No data are presently available on the molecular bases involved in the interaction between FU, L and OXA on the expression of CEA.

It reasonable to hypothesize that the increase of CEA mRNA observed after FUL treatment (see Figure 3) is responsible, at least in part, of the enhanced CEA protein levels as shown by the results of Figure 1. This is further supported by previous findings demonstrating that treatment with Actinomycin D, an inhibitor of RNA synthesis, blocked the enhancement of CEA transcript in FU-treated cells [18]. However, the actual biochemical mechanism underlying FU-mediated increase of CEA is entirely unknown. In any case, the hypothesis that selection of CEA positive FU-resistant cells could play a role, does not appear to be easily acceptable. In fact, FU-induced increase of CEA levels was obtained also in C22.20 cell line derived by sub-cloning a clone of HT-29 cells [21], thus indicating that CEA up-regulation is based on biochemical induction rather than selection.

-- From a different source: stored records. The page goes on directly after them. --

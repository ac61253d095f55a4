//! Versions and the version set: the in-memory LSM state.
//!
//! A [`Version`] is one column family's immutable view of the tree: per
//! level, an ordered list of table-file metadata.  Level 0 files may
//! overlap and are searched newest-first; levels 1+ hold disjoint
//! user-key ranges sorted ascending, so a point lookup touches at most
//! one file per level.
//!
//! The [`VersionSet`] owns every column family's current version plus
//! the global counters (`next_file_number`, `last_sequence`,
//! `max_column_family`), persists transitions by appending
//! [`VersionEdit`] records to the live `MANIFEST-<N>`, and reconstructs
//! everything on open by replaying the manifest named in `CURRENT`.
//!
//! # Durability protocol
//!
//! 1. A new manifest is written as a full snapshot (one edit per column
//!    family) and fsynced.
//! 2. `CURRENT` is updated by writing a temp file, fsyncing it, and
//!    renaming over `CURRENT`, then fsyncing the directory — the switch
//!    is atomic.
//! 3. Subsequent edits append to the live manifest and fsync before the
//!    in-memory state changes.
//!
//! Atomic groups commit all-or-nothing on replay: edits tagged
//! `InAtomicGroup` are buffered and applied only once the edit with
//! `remaining = 0` has parsed cleanly; an unfinished group at the log
//! tail is discarded.

use std::collections::{BTreeMap, HashSet};
use std::fs::{self, File, OpenOptions};
use std::io::{BufReader, Read, Write};
use std::path::{Path, PathBuf};

use tracing::{debug, info, warn};

use crate::filenames::{current_file, manifest_file};
use crate::keys::{COMPARATOR_NAME, compare_internal, extract_user_key};
use crate::wal::{LogReader, LogWriter, RecoveryMode};

use super::{FileMetaData, ManifestError, VersionEdit};

/// Number of LSM levels.
pub const NUM_LEVELS: usize = 7;

/// Id of the default column family.
pub const DEFAULT_CF_ID: u32 = 0;

/// Name of the default column family.
pub const DEFAULT_CF_NAME: &str = "default";

// ------------------------------------------------------------------------------------------------
// Version
// ------------------------------------------------------------------------------------------------

/// One column family's file layout, immutable once installed.
#[derive(Debug, Clone, Default)]
pub struct Version {
    /// Per-level file lists.  L0 is sorted newest-first (by largest
    /// sequence number); L1+ ascending by smallest key.
    files: Vec<Vec<FileMetaData>>,
}

impl Version {
    /// An empty version.
    pub fn new() -> Self {
        Self {
            files: vec![Vec::new(); NUM_LEVELS],
        }
    }

    /// Files of one level, in search order.
    pub fn level_files(&self, level: usize) -> &[FileMetaData] {
        &self.files[level]
    }

    /// Total number of table files.
    pub fn file_count(&self) -> usize {
        self.files.iter().map(Vec::len).sum()
    }

    /// All files, shallowest level first.
    pub fn all_files(&self) -> impl Iterator<Item = (usize, &FileMetaData)> {
        self.files
            .iter()
            .enumerate()
            .flat_map(|(level, files)| files.iter().map(move |f| (level, f)))
    }

    fn add_file(&mut self, level: u32, meta: FileMetaData) -> Result<(), ManifestError> {
        let level = level as usize;
        if level >= NUM_LEVELS {
            return Err(ManifestError::Corruption(format!(
                "file {} targets level {level}, max is {}",
                meta.file_number,
                NUM_LEVELS - 1
            )));
        }
        // Boundary keys must be internal keys (at least a trailer).
        if meta.smallest.len() < crate::keys::TRAILER_SIZE
            || meta.largest.len() < crate::keys::TRAILER_SIZE
        {
            return Err(ManifestError::Corruption(format!(
                "file {} has truncated boundary keys",
                meta.file_number
            )));
        }
        self.files[level].push(meta);
        Ok(())
    }

    fn remove_file(&mut self, level: u32, file_number: u64) -> Result<(), ManifestError> {
        let level = level as usize;
        if level >= NUM_LEVELS {
            return Err(ManifestError::Corruption(format!(
                "deleted file {file_number} names level {level}"
            )));
        }
        let before = self.files[level].len();
        self.files[level].retain(|f| f.file_number != file_number);
        if self.files[level].len() == before {
            return Err(ManifestError::Corruption(format!(
                "deleted file {file_number} not present on level {level}"
            )));
        }
        Ok(())
    }

    /// Restores the per-level orderings after a batch of mutations.
    fn finalize(&mut self) {
        // L0: newest first.
        self.files[0].sort_by(|a, b| {
            b.largest_seqno
                .cmp(&a.largest_seqno)
                .then(b.file_number.cmp(&a.file_number))
        });
        // L1+: ascending, disjoint ranges.
        for level in 1..NUM_LEVELS {
            self.files[level].sort_by(|a, b| compare_internal(&a.smallest, &b.smallest));
        }
    }

    /// Verifies the L1+ disjointness invariant.
    pub fn check_invariants(&self) -> Result<(), ManifestError> {
        for level in 1..NUM_LEVELS {
            for pair in self.files[level].windows(2) {
                let prev_largest = extract_user_key(&pair[0].largest);
                let next_smallest = extract_user_key(&pair[1].smallest);
                if prev_largest >= next_smallest {
                    return Err(ManifestError::Corruption(format!(
                        "level {level} files {} and {} overlap",
                        pair[0].file_number, pair[1].file_number
                    )));
                }
            }
        }
        Ok(())
    }

    /// Files that may contain `user_key`, in the order a lookup must
    /// consult them: L0 newest-first, then one candidate per level.
    pub fn candidate_files(&self, user_key: &[u8]) -> Vec<(usize, &FileMetaData)> {
        let mut out = Vec::new();

        for meta in &self.files[0] {
            if file_may_contain(meta, user_key) {
                out.push((0, meta));
            }
        }

        for level in 1..NUM_LEVELS {
            let files = &self.files[level];
            if files.is_empty() {
                continue;
            }
            // First file whose largest user key is >= user_key.
            let idx = files
                .partition_point(|f| extract_user_key(&f.largest) < user_key);
            if idx < files.len() && file_may_contain(&files[idx], user_key) {
                out.push((level, &files[idx]));
            }
        }
        out
    }
}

The role possibly played by drug-induced up-regulation of CEA expression deserves particular attention. Actually, it has been demonstrated that immunogenic peptides, generated by endocellular processing of proteins predominantly located in malignant cells, can be presented in association with HLA molecules to responder host's lymphocytes. In the present model, CEA-DIP has been shown to elicit efficient cell mediated immunity, with generation of HLA-restricted CTL [13, 16]. Moreover, animal studies demonstrated synergistic effects between antitumor chemotherapy and immune responses, even when host's responses are particularly weak [22]. Since drug-induced up-regulation of CEA is followed by consistent increase of CEA-DIP [18], this phenomenon could be exploited for chemo-immunotherapy of CEA-positive neoplastic diseases. Many CEA-based cancer vaccines approaches are currently being evaluated in clinical trials involving patients with malignant diseases of the digestive tract. The preliminary results have shown that it is possible to induce an effective antigen-specific cellular and humoral response [9, 13, 14, 16]. However, so far, no correlation has been demonstrated between immunostimulation and clinical outcome. One of the possible explanations is that CEA is heterogeneously expressed in the tumor. Therefore, some of the neoplastic cells may escape recognition by vaccine-induced CEA-specific CTLs because of reduced expression of target antigen. In the light of this hypothesis, pharmacological intervention able to induce changes of the antigenic-immunogenic profile of tumor cells is of potential clinical interest. We and other authors previously reported that treatment with different compounds (e.g. with fluoropyrimidine, staurosporine, interleukin-6 and interferons) may induce CEA up-regulation [17, 23]. A similar event has also been observed for the expression of class-I HLA molecules [20]. Moreover, CEA expression enhancing agents are able to increase the level of this antigen in various clones expressing different basal level of the marker, including clones expressing only marginal amounts of CEA protein [24].

In conclusion, the rationale to utilize the optimal treatment schedule of the FUL-OXA combination capable of inducing both growth inhibition and CEA up-regulation, appears to be of considerable value, since drug-induced overexpression of the antigen is expected to make tumor cells more susceptible to the cytolytic activity of specific effector lymphocytes.